Tatsache ist, daß Watzlawick, Beavin und Jackson in dem Standardwerk „Menschliche Kommunikation“ Bateson zwar öfter erwähnen, aber in ihrem Band die Bedeutung Batesons für ihre eigene Darstellung m.E. unzureichend zum Ausdruck gebracht wird. Dies gilt sowohl für die theoretische Grundlegung des Werkes, die zu einem großen Prozentsatz dem Denken Batesons verpflichtet ist, als auch für die zentralen Begriffe der Theorie, die von Bateson geprägt wurden.

4.1.3 Paul Watzlawick


Paul Watzlawick, 1921 in Villach (Österreich) geboren, studierte Philosophie und Sprachen, promovierte 1949 mit einer sprachphilosophischen Untersuchung an der Universität Venedig zum Dr. phil., erhielt 1950-54 eine psychotherapeutische Ausbildung in Analytischer Psychologie am C.G. Jung-Institut in Zürich, war 1957-60 Professor für Psychotherapie an der Universität San Salvador und wirkte ab Ende 1960 als Forschungsbeauftragter am Mental Research Institute in Palo Alto (Calif.).

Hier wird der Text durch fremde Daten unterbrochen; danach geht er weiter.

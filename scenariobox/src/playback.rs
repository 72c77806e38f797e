//! Real-time playback on a tokio runtime.
//!
//! The async counterpart of [`SequenceRevealer`](crate::SequenceRevealer): the
//! revealer is owned by the future, one `sleep_until` stands in for the single
//! pending timer, and a `watch` channel is the stop signal. The stop branch is
//! polled first, so once stop is observed no further advance happens.

use std::ops::ControlFlow;

use tokio::sync::watch;
use tokio::time::{Instant, sleep_until};
use tracing::debug;

use crate::revealer::{RevealEvent, RevealKind, Revealer};

/// Summary of a finished playback.
#[derive(Debug, Clone, Copy, PartialEq, Eq)]
pub struct Playback {
    /// Events delivered, including the initial start event.
    pub events: usize,
    /// Completed wrap-arounds.
    pub wraps: usize,
}

/// Drive `revealer` in real time until `stop` turns `true`, its sender is
/// dropped, or `on_event` returns [`ControlFlow::Break`].
///
/// The revealer is halted on return; its last index stays readable.
pub async fn play<T, F>(
    revealer: &mut Revealer<T>,
    mut stop: watch::Receiver<bool>,
    mut on_event: F,
) -> Playback
where
    F: FnMut(&Revealer<T>, RevealEvent) -> ControlFlow<()>,
{
    let mut summary = Playback { events: 0, wraps: 0 };

    // Deadlines chain off each other, so slow callbacks or late wakeups do
    // not push the schedule back.
    let mut deadline = Instant::now();
    let Some(first) = revealer.start() else {
        debug!("empty scenario list, nothing to play");
        return summary;
    };
    summary.events += 1;
    if on_event(revealer, first).is_break() {
        revealer.halt();
        return summary;
    }

    'outer: while let Some(delay) = revealer.delay() {
        if *stop.borrow_and_update() {
            break;
        }
        deadline += delay;
        let sleep = sleep_until(deadline);
        tokio::pin!(sleep);

        loop {
            tokio::select! {
                biased;
                changed = stop.changed() => {
                    if changed.is_err() || *stop.borrow_and_update() {
                        break 'outer;
                    }
                }
                () = &mut sleep => break,
            }
        }

        let Some(event) = revealer.advance() else {
            break;
        };
        summary.events += 1;
        if event.kind == RevealKind::Wrap {
            summary.wraps += 1;
        }
        if on_event(revealer, event).is_break() {
            break;
        }
    }

    revealer.halt();
    debug!(events = summary.events, wraps = summary.wraps, "playback finished");
    summary
}
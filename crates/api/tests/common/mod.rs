use axum::{
    extract::State,
    http::StatusCode,
    response::{IntoResponse, Response},
    routing::post,
    Json, Router,
};
use serde_json::{json, Value};
use std::sync::{Arc, Mutex};
use std::time::Duration;
use tokio::net::TcpListener;

/// Judgment id the mock service answers with an empty page.
#[allow(dead_code)]
pub const MISSING_ID: i64 = 404;
/// Judgment id whose record comes back without its key field.
#[allow(dead_code)]
pub const KEYLESS_ID: i64 = 410;
/// Judgment id that makes the mock service fail with a 500.
#[allow(dead_code)]
pub const BROKEN_ID: i64 = 500;
/// Judgment id answered only after `SLOW_DELAY`.
#[allow(dead_code)]
pub const SLOW_ID: i64 = 7;
#[allow(dead_code)]
pub const SLOW_DELAY: Duration = Duration::from_millis(1500);

/// Request bodies the mock service has received, in order.
#[derive(Clone, Default)]
pub struct Recorded {
    pub bodies: Arc<Mutex<Vec<Value>>>,
}

impl Recorded {
    #[allow(dead_code)]
    pub fn all(&self) -> Vec<Value> {
        self.bodies.lock().unwrap().clone()
    }

    fn push(&self, body: &Value) {
        self.bodies.lock().unwrap().push(body.clone());
    }
}

/// A running mock of the content and authentication services.
pub struct MockService {
    pub base_url: String,
    pub recorded: Recorded,
}

#[allow(dead_code)]
pub fn sample_record(id: i64) -> Value {
    json!({
        "id": id,
        "citation": format!("(2021) {id} SCC 1"),
        "court": "Supreme Court of India",
        "appellant": "State of Kerala",
        "respondent": "N. M. Thomas",
        "caseNo": format!("Civil Appeal No. {id} of 2020"),
        "date": "2021-03-04",
        "issue": "Whether reservation extends to promotions.",
        "lawPoints": "Article 16(4)",
        "headnotes": "",
        "held": "Appeal allowed.",
        "facts": null,
        "partiesContentions": "The State contended ...",
        "disposition": "Allowed",
        "judgment": "J U D G M E N T",
        "summary": "."
    })
}

async fn lookup(State(recorded): State<Recorded>, Json(body): Json<Value>) -> Response {
    recorded.push(&body);
    let id = body.get("id").and_then(Value::as_i64).unwrap_or_default();
    match id {
        MISSING_ID => Json(json!({ "results": [], "total": 0 })).into_response(),
        KEYLESS_ID => {
            let mut record = sample_record(id);
            record.as_object_mut().unwrap().remove("id");
            Json(json!({ "results": [record], "total": 1 })).into_response()
        }
        BROKEN_ID => (StatusCode::INTERNAL_SERVER_ERROR, "database unavailable").into_response(),
        SLOW_ID => {
            tokio::time::sleep(SLOW_DELAY).await;
            Json(json!({ "results": [sample_record(id)], "total": 1 })).into_response()
        }
        _ => Json(json!({ "results": [sample_record(id)], "total": 1 })).into_response(),
    }
}

fn auth_ok(name: &str, email: &str) -> Response {
    Json(json!({
        "access_token": format!("access-{email}"),
        "refresh_token": format!("refresh-{email}"),
        "user": { "name": name, "email": email }
    }))
    .into_response()
}

async fn register(State(recorded): State<Recorded>, Json(body): Json<Value>) -> Response {
    recorded.push(&body);
    let email = body["email"].as_str().unwrap_or_default().to_string();
    if email.starts_with("taken@") {
        return (
            StatusCode::UNPROCESSABLE_ENTITY,
            Json(json!({
                "kind": "ValidationError",
                "message": "Invalid input",
                "field_errors": { "email": "An account with this email already exists" }
            })),
        )
            .into_response();
    }
    auth_ok(body["name"].as_str().unwrap_or_default(), &email)
}

async fn login(State(recorded): State<Recorded>, Json(body): Json<Value>) -> Response {
    recorded.push(&body);
    if body["password"] == "correct-horse" {
        auth_ok("Asha Menon", body["email"].as_str().unwrap_or_default())
    } else {
        (
            StatusCode::UNAUTHORIZED,
            Json(json!({ "kind": "Unauthorized", "message": "Invalid email or password" })),
        )
            .into_response()
    }
}

async fn contact(State(recorded): State<Recorded>, Json(body): Json<Value>) -> Response {
    recorded.push(&body);
    Json(json!({ "ok": true })).into_response()
}

/// Bind the mock on an ephemeral port and serve it in the background.
pub async fn spawn_mock_service() -> MockService {
    let recorded = Recorded::default();
    let router = Router::new()
        .route("/judgments/lookup", post(lookup))
        .route("/auth/register", post(register))
        .route("/auth/login", post(login))
        .route("/contact", post(contact))
        .with_state(recorded.clone());

    let listener = TcpListener::bind("127.0.0.1:0").await.unwrap();
    let addr = listener.local_addr().unwrap();
    tokio::spawn(async move {
        axum::serve(listener, router).await.unwrap();
    });

    MockService {
        base_url: format!("http://{addr}"),
        recorded,
    }
}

Schwerpunkt seiner Arbeit am Mental-Research-Institute bildeten die sprachwissenschaftliche Fundierung der Kommunikationstheorie, die Untersuchung von Paradoxien im Kommunikationsprozeß sowie die systemische Familientherapie. In Palo Alto bildet Watzlawick bald eine eigene Arbeitsgruppe. Er lernte hier die Schriften des führenden englischen Vertreters der sog. Antipsychiatriebewegung, Ronald D. Laing, kennen. Es ist einleuchtend, daß auch die Forscher von Palo Alto im weitesten Sinne zu dieser insbesondere in England und in Italien sich in den sechziger Jahren ausbreitenden Bewegung (mit starkem Einfluß auf Deutschland und Frankreich) gerechnet werden müssen. Wenn die Antipsychiatriebewegung gegenüber der traditionellen Psychiatrie und ihren „lebenslangen“ stationären Behandlungsmethoden radikale Kritik übte, so bestand die „Revolution“ der Palo-Alto-Forscher in der These (an deren Ausarbeitung Watzlawick entscheidenden Anteil hatte), daß die Schizophrenie keine unheilbare Geisteskrankheit sei, sondern eine therapierbare Kommunikationsstörung. Diese These muß aus heutiger Sicht in der Hauptsache als falsch bzw. nicht erwiesen betrachtet werden; gleichwohl hatte sie fruchtbare Nebenwirkungen außerhalb der Psychiatrie: zum einen durch die Begründung der systemischen Familientherapie, zum anderen durch die Popularisierung einzelner Beobachtungen und Theoreme der Gruppe um Watzlawick für das Alltagsverständnis von Kommunikation.

1966 gründete Watzlawick mit John Weakland, Arthur Bodin und Richard Fish das Brief Therapy Center, das einerseits als Ort der Erforschung pathologischer Kommunikationsstrukturen in Familien diente, andererseits als psychotherapeutische Einrichtung auch Therapiepraxis betrieb. Ab 1976 lehrte Watzlawick außerdem an der Stanford-University als Clinical Assoociate Professor an der Abteilung für Psychiatrie und Verhaltenswissenschaften.